Alan Wein: So someone on the outside would have to see enough promise in this to figure, hey, if this works, my company can really make a profit on this. And so they would be the investor?
Lori Birder: Yes.
Alan Wein: Is that how it goes?
Lori Birder: That's one possibility, certainly, yes. And they definitely could make a profit. We don't see any downsides in all of the years of work, and not just my work, but also with Ed Jackson. So we do see a number of possibilities for an outside investor or for a company that can actually maybe have the resources to do some of these... Many companies already work with CROs to do a lot of their work to get it closer to the clinic. So if they have connections linking up with us, I think that would be fantastic as well, yes.
Alan Wein: So can you monitor the level of this? Can you tell by some kind of test how much is too much?
Lori Birder: Well, so far we've done, again with a CRO, so we've done a minimum and maximum dosing. And so I don't know what's too much, but we've given... I think it's 20 times or the CRO has given 20 times the amount that we typically would propose for an animal or for a patient.
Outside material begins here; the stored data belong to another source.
// This Source Code Form is subject to the terms of the Mozilla Public
// License, v. 2.0. If a copy of the MPL was not distributed with this
// file, You can obtain one at https://mozilla.org/MPL/2.0/.

use std::path::PathBuf;
use thiserror::Error;

/// Result type for table and selection operations
pub type Result<T> = std::result::Result<T, Error>;

/// Errors raised while reading block tables or applying UI selections
#[derive(Error, Debug)]
pub enum Error {
    #[error("Missing configuration file: {}", path.display())]
    ConfigurationMissing { path: PathBuf },

    #[error("Invalid configuration in {table}: {message}")]
    Configuration { table: &'static str, message: String },

    #[error("Missing column '{column}' in {table}")]
    MissingColumn { table: &'static str, column: String },

    #[error("Invalid number '{value}' in {table}, column '{column}' (row {row})")]
    InvalidNumber {
        table: &'static str,
        column: String,
        row: usize,
        value: String,
    },

    #[error("Opacity must be within [0, 1], got {0}")]
    InvalidOpacity(f64),

    #[error("Unknown layer selection: {0}")]
    UnknownLayer(String),

    #[error("Layer {layer} out of range (block has {available} layers)")]
    LayerOutOfRange { layer: usize, available: usize },

    #[error("Unknown category option: {0}")]
    UnknownCategory(String),

    #[error("Unknown quantity: {0}")]
    UnknownQuantity(String),

    #[error("Unknown color scheme: {0}")]
    UnknownColorScheme(String),

    #[error("CSV error: {0}")]
    Csv(#[from] csv::Error),

    #[error("IO error: {0}")]
    Io(#[from] std::io::Error),
}

impl Error {
    /// Build a configuration error for `table`
    pub fn configuration(table: &'static str, message: impl Into<String>) -> Self {
        Error::Configuration {
            table,
            message: message.into(),
        }
    }

    /// A required table or file is absent.
    pub fn is_configuration_missing(&self) -> bool {
        match self {
            Error::ConfigurationMissing { .. } => true,
            Error::Io(e) => e.kind() == std::io::ErrorKind::NotFound,
            Error::Csv(e) => matches!(e.kind(), csv::ErrorKind::Io(io) if io.kind() == std::io::ErrorKind::NotFound),
            _ => false,
        }
    }

    /// An out-of-domain parameter that should only come from a broken UI.
    pub fn is_validation(&self) -> bool {
        matches!(
            self,
            Error::InvalidOpacity(_)
                | Error::UnknownLayer(_)
                | Error::LayerOutOfRange { .. }
                | Error::UnknownCategory(_)
                | Error::UnknownQuantity(_)
                | Error::UnknownColorScheme(_)
        )
    }
}
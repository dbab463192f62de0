//! Persistence backend abstraction
//!
//! Everything the application keeps per user lives behind this trait: the
//! watchlist, reviews, and ranked lists. Each method is scoped by the owner's
//! id; a list that belongs to someone else reads as missing.

use uuid::Uuid;

use crate::{
    error::AppResult,
    models::{
        InsertOutcome, ListItem, MovieList, NewListItem, NewReview, NewWatchlistEntry, Review,
        TitleRef, WatchlistEntry,
    },
    services::ranking::{RankEdit, RankedList},
};

#[cfg_attr(test, mockall::automock)]
#[async_trait::async_trait]
pub trait Store: Send + Sync {
    /// Watchlist entries, newest first
    async fn watchlist(&self, user_id: Uuid) -> AppResult<Vec<WatchlistEntry>>;

    async fn is_in_watchlist(&self, user_id: Uuid, title: TitleRef) -> AppResult<bool>;

    /// Inserts an entry; an existing (user, title) pair is reported, not failed
    async fn add_to_watchlist(
        &self,
        entry: NewWatchlistEntry,
    ) -> AppResult<InsertOutcome<WatchlistEntry>>;

    /// Returns whether an entry was removed
    async fn remove_from_watchlist(&self, user_id: Uuid, title: TitleRef) -> AppResult<bool>;

    /// Reviews of one title, newest first
    async fn reviews_for_title(&self, title: TitleRef) -> AppResult<Vec<Review>>;

    async fn reviews_by_user(&self, user_id: Uuid) -> AppResult<Vec<Review>>;

    /// Inserts a review; a second review of the same title by the same user
    /// comes back as [`InsertOutcome::AlreadyExists`]
    async fn add_review(&self, review: NewReview) -> AppResult<InsertOutcome<Review>>;

    async fn delete_review(&self, user_id: Uuid, title: TitleRef) -> AppResult<bool>;

    /// The owner's lists, newest first
    async fn lists(&self, owner_id: Uuid) -> AppResult<Vec<MovieList>>;

    async fn list(&self, owner_id: Uuid, list_id: Uuid) -> AppResult<Option<MovieList>>;

    async fn create_list(&self, owner_id: Uuid, name: String) -> AppResult<MovieList>;

    /// Deletes the list together with its items
    async fn delete_list(&self, owner_id: Uuid, list_id: Uuid) -> AppResult<bool>;

    /// Items of one list in rank order
    async fn list_items(&self, owner_id: Uuid, list_id: Uuid) -> AppResult<RankedList>;

    /// Appends at `max(rank) + 1`; a title already on the list is reported
    async fn append_list_item(
        &self,
        owner_id: Uuid,
        list_id: Uuid,
        item: NewListItem,
    ) -> AppResult<InsertOutcome<ListItem>>;

    /// Removes one item without renumbering the rest
    async fn remove_list_item(&self, owner_id: Uuid, list_id: Uuid, item_id: Uuid)
        -> AppResult<bool>;

    /// Applies a reorder and persists every changed rank atomically
    async fn reorder_list_items(
        &self,
        owner_id: Uuid,
        list_id: Uuid,
        edit: RankEdit,
    ) -> AppResult<RankedList>;
}
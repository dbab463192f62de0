use std::sync::Arc;

use crate::{
    auth::{AuthProvider, SessionRegistry},
    db::{Cache, Store},
    services::{
        InFlight, ListManager, MetadataProvider, Recommender, SnapshotRenderer,
    },
};

/// Shared application state
///
/// Every collaborator sits behind a trait object so tests can swap in fakes.
#[derive(Clone)]
pub struct AppState {
    pub metadata: Arc<dyn MetadataProvider>,
    pub store: Arc<dyn Store>,
    pub sessions: SessionRegistry,
    pub recommender: Arc<dyn Recommender>,
    pub lists: ListManager,
    pub inflight: InFlight,
}

impl AppState {
    pub fn new(
        metadata: Arc<dyn MetadataProvider>,
        store: Arc<dyn Store>,
        auth: Arc<dyn AuthProvider>,
        recommender: Arc<dyn Recommender>,
        renderer: Arc<dyn SnapshotRenderer>,
        session_cache: Option<Cache>,
    ) -> Self {
        Self {
            lists: ListManager::new(Arc::clone(&store), renderer),
            sessions: SessionRegistry::new(auth, session_cache),
            metadata,
            store,
            recommender,
            inflight: InFlight::new(),
        }
    }
}
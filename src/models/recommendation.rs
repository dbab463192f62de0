use serde::{Deserialize, Serialize};

use super::MediaType;
use crate::error::{AppError, AppResult};

/// Form submitted on the AI suggestion screen
#[derive(Debug, Clone, Deserialize, Serialize, PartialEq, Default)]
pub struct RecommendationRequest {
    pub mood: String,
    #[serde(default)]
    pub genre: Option<String>,
    pub duration: String,
    #[serde(default)]
    pub region: Option<String>,
    #[serde(default)]
    pub age_rating: Option<String>,
}

fn filled(value: &Option<String>) -> Option<&str> {
    value.as_deref().map(str::trim).filter(|v| !v.is_empty())
}

impl RecommendationRequest {
    /// Mood and available time are required; everything else is optional
    pub fn validate(&self) -> AppResult<()> {
        if self.mood.trim().is_empty() {
            return Err(AppError::InvalidInput("Mood is required".to_string()));
        }
        if self.duration.trim().is_empty() {
            return Err(AppError::InvalidInput(
                "Available time is required".to_string(),
            ));
        }
        Ok(())
    }

    /// Builds the prompt sent to the model
    pub fn prompt(&self) -> String {
        let mut prompt = format!(
            "I am in a {} mood, I prefer {} genre, and I have {} to watch something.",
            self.mood.trim(),
            filled(&self.genre).unwrap_or("any"),
            self.duration.trim()
        );
        if let Some(region) = filled(&self.region) {
            prompt.push_str(&format!(" I am watching from {}.", region));
        }
        if let Some(age_rating) = filled(&self.age_rating) {
            prompt.push_str(&format!(
                " The title must be rated {} or lower.",
                age_rating
            ));
        }
        prompt.push_str(
            " Recommend me one film or TV show. \
             Respond exactly like this: Movie: <title>, tmdbid: <id>, type: <movie|tv>",
        );
        prompt
    }
}

/// Title picked by the model, resolved to a metadata provider id
#[derive(Debug, Clone, Deserialize, Serialize, PartialEq)]
pub struct Suggestion {
    #[serde(default)]
    pub title: Option<String>,
    pub tmdb_id: u64,
    pub media_type: MediaType,
}

#[cfg(test)]
mod tests {
    use super::*;

    fn request() -> RecommendationRequest {
        RecommendationRequest {
            mood: "adventurous".to_string(),
            genre: None,
            duration: "2 hours".to_string(),
            region: None,
            age_rating: None,
        }
    }

    #[test]
    fn test_validate_requires_mood_and_duration() {
        assert!(request().validate().is_ok());

        let mut missing_mood = request();
        missing_mood.mood = "  ".to_string();
        assert!(missing_mood.validate().is_err());

        let mut missing_duration = request();
        missing_duration.duration = String::new();
        assert!(missing_duration.validate().is_err());
    }

    #[test]
    fn test_prompt_defaults_genre_to_any() {
        let prompt = request().prompt();
        assert!(prompt.contains("adventurous mood"));
        assert!(prompt.contains("prefer any genre"));
        assert!(prompt.contains("2 hours"));
        assert!(!prompt.contains("watching from"));
    }

    #[test]
    fn test_prompt_includes_optional_fields() {
        let mut req = request();
        req.genre = Some("sci-fi".to_string());
        req.region = Some("Canada".to_string());
        req.age_rating = Some("PG-13".to_string());

        let prompt = req.prompt();
        assert!(prompt.contains("prefer sci-fi genre"));
        assert!(prompt.contains("watching from Canada"));
        assert!(prompt.contains("rated PG-13"));
    }
}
And there's no toxic effects. So again, it's not a lot of these IND-enabling studies that were done so far by a CRO, but what we have done with them, it doesn't suggest toxicity. It does suggest a dosing interval once or twice a day for adequate dosing levels, but we don't see any toxicity so far, or even any off-target effects in other organs.
Alan Wein: So that's really exciting. I mean, we really appreciate your being on the channel and telling us about that. But listen, thank you so much again for being on. Really appreciate it.
Lori Birder: Well, thank you for inviting me. I appreciate it very much. Thank you.